Task goal:
Search the records below for "anomaly_flags = serde_json::to_string(&agent.anomaly_flags)?;". Return that line and all remaining lines exactly.

Records from a data collection:
· · ·
impl Storage {
    /// Insert a freshly registered agent.
    pub async fn insert_agent(&self, agent: &Agent) -> Result<()> {
        sqlx::query(
            r#"
            INSERT INTO agents (
                agent_id, sovereign_id, name, description, framework, category,
                api_key_hash, is_sandbox, is_deleted,
                score_reliability, score_security, score_speed, score_cost_efficiency, score_consistency,
                ema_reliability, ema_security, ema_speed, ema_cost_efficiency, ema_consistency,
                trust_score, certification_tier, total_traces, success_count, success_rate,
                consecutive_successes, avg_duration_ms, total_cost_usd, anomaly_flags,
                endorsement_score, endorsement_count, permissions_declared,
                last_trace_at, created_at, updated_at
            )
            VALUES (?, ?, ?, ?, ?, ?, ?, ?, ?, ?, ?, ?, ?, ?, ?, ?, ?, ?, ?, ?, ?, ?, ?, ?, ?, ?, ?, ?, ?, ?, ?, ?, ?, ?)
            "#,
        )
        .bind(&agent.agent_id)
        .bind(&agent.sovereign_id)
        .bind(&agent.name)
        .bind(&agent.description)
        .bind(&agent.framework)
        .bind(agent.category.as_str())
        .bind(&agent.api_key_hash)
        .bind(agent.is_sandbox)
        .bind(agent.is_deleted)
        .bind(agent.dimensions.reliability)
        .bind(agent.dimensions.security)
        .bind(agent.dimensions.speed)
        .bind(agent.dimensions.cost_efficiency)
        .bind(agent.dimensions.consistency)
        .bind(agent.emas.reliability)
        .bind(agent.emas.security)
        .bind(agent.emas.speed)
        .bind(agent.emas.cost_efficiency)
        .bind(agent.emas.consistency)
        .bind(agent.trust_score)
        .bind(agent.certification_tier.as_str())
        .bind(agent.total_traces as i64)
        .bind(agent.success_count as i64)
        .bind(agent.success_rate)
        .bind(agent.consecutive_successes as i64)
        .bind(agent.avg_duration_ms as i64)
        .bind(agent.total_cost_usd)
        .bind(serde_json::to_string(&agent.anomaly_flags)?)
        .bind(agent.endorsement_score)
        .bind(agent.endorsement_count as i64)
        .bind(serde_json::to_string(&agent.permissions_declared)?)
        .bind(agent.last_trace_at)
        .bind(agent.created_at)
        .bind(agent.updated_at)
        .execute(&self.pool)
        .await
        .context("Failed to insert agent")?;

        Ok(())
    }

    /// Fetch an agent by id, deleted or not. Callers decide visibility.
    pub async fn get_agent(&self, agent_id: &str) -> Result<Option<Agent>> {
        let row = sqlx::query_as::<_, DbAgent>(&format!(
            "SELECT {AGENT_COLUMNS} FROM agents WHERE agent_id = ?"
        ))
        .bind(agent_id)
        .fetch_optional(&self.pool)
        .await?;

        row.map(Agent::try_from).transpose()
    }

    /// Resolve an API key hash to its agent.
    pub async fn get_agent_by_api_key_hash(&self, api_key_hash: &str) -> Result<Option<Agent>> {
        let row = sqlx::query_as::<_, DbAgent>(&format!(
            "SELECT {AGENT_COLUMNS} FROM agents WHERE api_key_hash = ?"
        ))
        .bind(api_key_hash)
        .fetch_optional(&self.pool)
        .await?;

        row.map(Agent::try_from).transpose()
    }

    /// Persist the mutable score state of an agent.
    pub async fn update_agent_state(&self, agent: &Agent) -> Result<()> {
        update_agent_state_query(agent)?
            .execute(&self.pool)
            .await
            .context("Failed to update agent state")?;
        Ok(())
    }

    /// Soft-delete an agent. The row and its traces remain for audit.
    pub async fn soft_delete_agent(&self, agent_id: &str, now: DateTime<Utc>) -> Result<bool> {
        let result =
            sqlx::query("UPDATE agents SET is_deleted = 1, updated_at = ? WHERE agent_id = ?")
                .bind(now)
                .bind(agent_id)
                .execute(&self.pool)
                .await?;
        Ok(result.rows_affected() > 0)
    }

    /// Anonymize an agent: strip identity fields, keep score integrity.
    pub async fn anonymize_agent(
        &self,
        agent_id: &str,
        anonymized_name: &str,
        now: DateTime<Utc>,
    ) -> Result<bool> {
        let result = sqlx::query(
            r#"
            UPDATE agents
            SET name = ?, description = '', is_deleted = 1, updated_at = ?
            WHERE agent_id = ?
            "#,
        )
        .bind(anonymized_name)
        .bind(now)
        .bind(agent_id)
        .execute(&self.pool)
        .await?;
        Ok(result.rows_affected() > 0)
    }

    /// Leaderboard slice: visible agents with at least one trace, best first.
    pub async fn list_leaderboard(
        &self,
        category: Option<TaskCategory>,
        limit: u32,
        offset: u32,
    ) -> Result<Vec<Agent>> {
        let mut sql = format!(
            "SELECT {AGENT_COLUMNS} FROM agents \
             WHERE is_deleted = 0 AND is_sandbox = 0 AND total_traces > 0"
        );
        if category.is_some() {
            sql.push_str(" AND category = ?");
        }
        sql.push_str(" ORDER BY trust_score DESC, total_traces DESC LIMIT ? OFFSET ?");

        let mut query = sqlx::query_as::<_, DbAgent>(&sql);
        if let Some(cat) = category {
            query = query.bind(cat.as_str());
        }
        let rows = query
            .bind(limit as i64)
            .bind(offset as i64)
            .fetch_all(&self.pool)
            .await?;

        rows.into_iter().map(Agent::try_from).collect()
    }

    /// Name/description substring search over visible agents.
    pub async fn search_agents(
        &self,
        needle: &str,
        category: Option<TaskCategory>,
        limit: u32,
    ) -> Result<Vec<Agent>> {
        let mut sql = format!(
            "SELECT {AGENT_COLUMNS} FROM agents \
             WHERE is_deleted = 0 AND is_sandbox = 0 AND total_traces > 0"
        );
        if !needle.is_empty() {
            sql.push_str(" AND (name LIKE ? ESCAPE '\\' OR description LIKE ? ESCAPE '\\')");
        }
        if category.is_some() {
            sql.push_str(" AND category = ?");
        }
        sql.push_str(" ORDER BY trust_score DESC LIMIT ?");

        let pattern = format!(
            "%{}%",
            needle.replace('\\', "\\\\").replace('%', "\\%").replace('_', "\\_")
        );
        let mut query = sqlx::query_as::<_, DbAgent>(&sql);
        if !needle.is_empty() {
            query = query.bind(pattern.clone()).bind(pattern);
        }
        if let Some(cat) = category {
            query = query.bind(cat.as_str());
        }
        let rows = query.bind(limit as i64).fetch_all(&self.pool).await?;

        rows.into_iter().map(Agent::try_from).collect()
    }

    /// Routing candidates: visible agents in a category at or above a tier.
    ///
    /// Critical-anomaly exclusion happens in the caller, which can read
    /// the decoded flags.
    pub async fn route_candidates(
        &self,
        category: TaskCategory,
        min_tier: CertificationTier,
        limit: u32,
    ) -> Result<Vec<Agent>> {
        let allowed: Vec<&str> = [
            CertificationTier::Bronze,
            CertificationTier::Silver,
            CertificationTier::Gold,
            CertificationTier::Enterprise,
        ]
        .iter()
        .filter(|t| **t >= min_tier)
        .map(|t| t.as_str())
        .collect();

        let placeholders = vec!["?"; allowed.len()].join(", ");
        let sql = format!(
            "SELECT {AGENT_COLUMNS} FROM agents \
             WHERE is_deleted = 0 AND is_sandbox = 0 AND total_traces > 0 \
               AND category = ? AND certification_tier IN ({placeholders}) \
             ORDER BY trust_score DESC, total_traces DESC LIMIT ?"
        );

        let mut query = sqlx::query_as::<_, DbAgent>(&sql).bind(category.as_str());
        for tier in &allowed {
            query = query.bind(*tier);
        }
        let rows = query.bind(limit as i64).fetch_all(&self.pool).await?;

        rows.into_iter().map(Agent::try_from).collect()
    }

    /// Fetch several agents by id, preserving request order where found.
    pub async fn get_agents_by_ids(&self, agent_ids: &[String]) -> Result<Vec<Agent>> {
        let mut agents = Vec::with_capacity(agent_ids.len());
        for id in agent_ids {
            if let Some(agent) = self.get_agent(id).await? {
                if !agent.is_deleted {
                    agents.push(agent);
                }
            }
        }
        Ok(agents)
    }

    /// The highest-scoring visible agent, if any.
    pub async fn top_agent(&self) -> Result<Option<Agent>> {
        let row = sqlx::query_as::<_, DbAgent>(&format!(
            "SELECT {AGENT_COLUMNS} FROM agents \
             WHERE is_deleted = 0 AND is_sandbox = 0 AND total_traces > 0 \
             ORDER BY trust_score DESC LIMIT 1"
        ))
        .fetch_optional(&self.pool)
        .await?;

        row.map(Agent::try_from).transpose()
    }
}

/// Build the agent-state UPDATE so transactional paths can reuse it.
pub(crate) fn update_agent_state_query(
    agent: &Agent,
) -> Result<sqlx::query::Query<'_, sqlx::Sqlite, sqlx::sqlite::SqliteArguments<'_>>> {
    let anomaly_flags = serde_json::to_string(&agent.anomaly_flags)?;

    Ok(sqlx::query(
        r#"
        UPDATE agents SET
            score_reliability = ?, score_security = ?, score_speed = ?,
            score_cost_efficiency = ?, score_consistency = ?,
            ema_reliability = ?, ema_security = ?, ema_speed = ?,
            ema_cost_efficiency = ?, ema_consistency = ?,
            trust_score = ?, certification_tier = ?,
            total_traces = ?, success_count = ?, success_rate = ?,
            consecutive_successes = ?, avg_duration_ms = ?, total_cost_usd = ?,
            anomaly_flags = ?, endorsement_score = ?, endorsement_count = ?,
            last_trace_at = ?, updated_at = ?
        WHERE agent_id = ?
        "#,
    )
    .bind(agent.dimensions.reliability)
    .bind(agent.dimensions.security)
    .bind(agent.dimensions.speed)
    .bind(agent.dimensions.cost_efficiency)
    .bind(agent.dimensions.consistency)
    .bind(agent.emas.reliability)
    .bind(agent.emas.security)
    .bind(agent.emas.speed)
    .bind(agent.emas.cost_efficiency)
    .bind(agent.emas.consistency)
    .bind(agent.trust_score)
    .bind(agent.certification_tier.as_str())
    .bind(agent.total_traces as i64)
    .bind(agent.success_count as i64)
    .bind(agent.success_rate)
    .bind(agent.consecutive_successes as i64)
    .bind(agent.avg_duration_ms as i64)
    .bind(agent.total_cost_usd)
    .bind(anomaly_flags)
    .bind(agent.endorsement_score)
    .bind(agent.endorsement_count as i64)
    .bind(agent.last_trace_at)
    .bind(agent.updated_at)
    .bind(&agent.agent_id))
}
· · ·
Result:
    let anomaly_flags = serde_json::to_string(&agent.anomaly_flags)?;

    Ok(sqlx::query(
        r#"
        UPDATE agents SET
            score_reliability = ?, score_security = ?, score_speed = ?,
            score_cost_efficiency = ?, score_consistency = ?,
            ema_reliability = ?, ema_security = ?, ema_speed = ?,
            ema_cost_efficiency = ?, ema_consistency = ?,
            trust_score = ?, certification_tier = ?,
            total_traces = ?, success_count = ?, success_rate = ?,
            consecutive_successes = ?, avg_duration_ms = ?, total_cost_usd = ?,
            anomaly_flags = ?, endorsement_score = ?, endorsement_count = ?,
            last_trace_at = ?, updated_at = ?
        WHERE agent_id = ?
        "#,
    )
    .bind(agent.dimensions.reliability)
    .bind(agent.dimensions.security)
    .bind(agent.dimensions.speed)
    .bind(agent.dimensions.cost_efficiency)
    .bind(agent.dimensions.consistency)
    .bind(agent.emas.reliability)
    .bind(agent.emas.security)
    .bind(agent.emas.speed)
    .bind(agent.emas.cost_efficiency)
    .bind(agent.emas.consistency)
    .bind(agent.trust_score)
    .bind(agent.certification_tier.as_str())
    .bind(agent.total_traces as i64)
    .bind(agent.success_count as i64)
    .bind(agent.success_rate)
    .bind(agent.consecutive_successes as i64)
    .bind(agent.avg_duration_ms as i64)
    .bind(agent.total_cost_usd)
    .bind(anomaly_flags)
    .bind(agent.endorsement_score)
    .bind(agent.endorsement_count as i64)
    .bind(agent.last_trace_at)
    .bind(agent.updated_at)
    .bind(&agent.agent_id))
}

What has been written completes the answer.